You Know Who Are Good at Crafting Great Photo Ops? Politicians
During the Canadian election we just survived, I saw a video on our now-former Prime Minister Stephen’s Facebook page of him going into a Tim Horton’s to meet with elderly people to have a down-to-earth meet and greet. I resisted the urge to comment on the video and point out how great it was that he would do that — with all his entourage and video crew to film and use it in his campaign and on social media.
The day after Justin Trudeau won the election and became our new Prime Minister, a video surfaced on social media of him at a local subway stop in his Montreal riding, shaking hands with commuters on their way to work and thanking them for voting for him. Conveniently enough, while people were posting this and gushing over how down-to-earth of a thing this was for him to do, he was surrounded by well-placed cameras that just happened to already be rolling as he came in and captured it all on film.

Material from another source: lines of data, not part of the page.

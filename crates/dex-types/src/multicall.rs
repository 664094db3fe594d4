//! Multicall call and result types.
//!
//! A batch is an ordered sequence of [`Call`]s. The aggregate contract answers
//! with one [`CallResult`] per call in the same order, and nothing in the
//! payload identifies which call produced which result: callers correlate
//! results positionally.

use crate::abi::IMulticall3;
use alloy::primitives::{Address, Bytes};
use alloy::sol_types::SolCall;
use thiserror::Error;

/// Errors raised when a sub-call's return data cannot be used.
#[derive(Debug, Error)]
pub enum DecodeError {
	/// The sub-call reverted inside the batch.
	#[error("Call to {0} failed")]
	CallFailed(&'static str),
	/// The return data did not match the expected ABI shape.
	#[error("Failed to decode {function}: {reason}")]
	Abi {
		function: &'static str,
		reason: String,
	},
}

/// One element of a multicall batch.
#[derive(Debug, Clone, PartialEq, Eq)]
pub struct Call {
	pub target: Address,
	pub allow_failure: bool,
	pub data: Bytes,
}

impl Call {
	/// Encodes `call` against `target`, allowing it to fail without aborting the batch.
	pub fn new<C: SolCall>(target: Address, call: &C) -> Self {
		Self {
			target,
			allow_failure: true,
			data: call.abi_encode().into(),
		}
	}

	/// Marks this call as required; a failure reverts the whole batch.
	pub fn required(mut self) -> Self {
		self.allow_failure = false;
		self
	}
}

impl From<Call> for IMulticall3::Call3 {
	fn from(call: Call) -> Self {
		Self {
			target: call.target,
			allowFailure: call.allow_failure,
			callData: call.data,
		}
	}
}

/// Outcome of one sub-call: a success flag and raw return bytes.
#[derive(Debug, Clone, PartialEq, Eq)]
pub struct CallResult {
	pub success: bool,
	pub return_data: Bytes,
}

impl CallResult {
	pub fn ok(return_data: impl Into<Bytes>) -> Self {
		Self {
			success: true,
			return_data: return_data.into(),
		}
	}

	pub fn failed() -> Self {
		Self {
			success: false,
			return_data: Bytes::new(),
		}
	}

	/// Decodes the return data as the output of `C`.
	///
	/// Fails with [`DecodeError::CallFailed`] when the sub-call did not succeed,
	/// so a reverted call is never decoded as if it had returned data.
	pub fn decode<C: SolCall>(&self) -> Result<C::Return, DecodeError> {
		if !self.success {
			return Err(DecodeError::CallFailed(C::SIGNATURE));
		}
		C::abi_decode_returns(&self.return_data).map_err(|e| DecodeError::Abi {
			function: C::SIGNATURE,
			reason: e.to_string(),
		})
	}
}

impl From<IMulticall3::Call3Result> for CallResult {
	fn from(result: IMulticall3::Call3Result) -> Self {
		Self {
			success: result.success,
			return_data: result.returnData,
		}
	}
}

#[cfg(test)]
mod tests {
	use super::*;
	use crate::abi::IERC20;
	use alloy::primitives::U256;
	use alloy::sol_types::SolValue;

	#[test]
	fn test_call_encodes_selector_and_args() {
		let owner = Address::repeat_byte(0xaa);
		let call = Call::new(
			Address::repeat_byte(0x01),
			&IERC20::balanceOfCall { owner },
		);
		assert!(call.allow_failure);
		assert_eq!(&call.data[..4], &IERC20::balanceOfCall::SELECTOR);
		assert_eq!(&call.data[16..36], owner.as_slice());
		assert!(!call.required().allow_failure);
	}

	#[test]
	fn test_decode_success() {
		let result = CallResult::ok(U256::from(42u64).abi_encode());
		let balance = result.decode::<IERC20::balanceOfCall>().unwrap();
		assert_eq!(balance, U256::from(42u64));
	}

	#[test]
	fn test_decode_failed_call() {
		let result = CallResult::failed();
		assert!(matches!(
			result.decode::<IERC20::decimalsCall>(),
			Err(DecodeError::CallFailed(_))
		));
	}

	#[test]
	fn test_decode_malformed_data() {
		let result = CallResult::ok(vec![0x01, 0x02]);
		assert!(matches!(
			result.decode::<IERC20::balanceOfCall>(),
			Err(DecodeError::Abi { .. })
		));
	}
}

Politicians on both the left and the right know how to make the best of well-staged photo opportunities. Unfortunately, ministries and missionaries fall into this trap, too.
Can’t we do things for our neighbors or people we come in contact with on a daily basis without humble-bragging about it on social media?
Can we do these things even if they remained a secret for nobody to know about but our God in heaven who sees what is done in secret and says He will reward us (Matt 6:4)?
Do we only do things to receive the praises of men on Facebook?
I was talking to someone on Facebook the other day who told me the following:
“I see this A LOT, especially among short-term missionaries, but there are also some problems with long-term ones as well. We recently found out about a mission that really only exists in photo-ops. The “missionaries” actually live in the States and only come to [our country] once a year for a big to-do with lots of photos and gifts for the locals for participating. They make their living like this. In one project we headed up a few years ago, we made a decision that when short-term teams came, they could volunteer, but they could not take pictures, because that’s basically all they were doing. This kind of thing is a big problem, an elephant in the room for sure.”
I’ve seen short-termers post photos on social media over the years and thought “wait, what?” in the same way — having done less in reality than they portrayed in their Facebook photos and statuses, but the photos would make you think they got to walk a mile in Mother Theresa’s shoes for a week while they were here and that they personally ended world poverty.
But to be honest, I’ve always kinda sucked at Instagramming my life and posting selfies of what I’m doing all the time. Every time I sit down to write a newsletter, I struggle to find appropriate pictures to use because of the old adage that people who read newsletters want to see lots of pictures, but I often have few appropriate ones to include.
I get that.
And I feel like after 7 plus years of this I should be better at taking missionary selfies.
Steve, What’s Your Point?
Long story made short, the Lord asked me something many months ago when I posted an update about the latest neighbor of ours we led to Christ: “Steve, are you posting that update so you can show off, or because you want to glorify me and celebrate that someone who was once lost is now found?“
I have to admit, I felt like I was caught with my hand in the cookie jar. I definitely thought “this will get lots of likes” but now I felt like my true motives and desires were exposed.
This has had a genuine impact on the type of content I post on social media, and even how I write newsletters or describe things we’ve seen the Lord do here in Peru.
Can I close this post with a simple challenge for you?
- Can you do that good deed of yours without Instagramming it?
- Can you wait at least 30 days to tell the world about it?
- If it is too difficult to resist the urge to broadcast it, ask yourself why.
Don’t use social media to impress people; use it to impact people. Make a difference.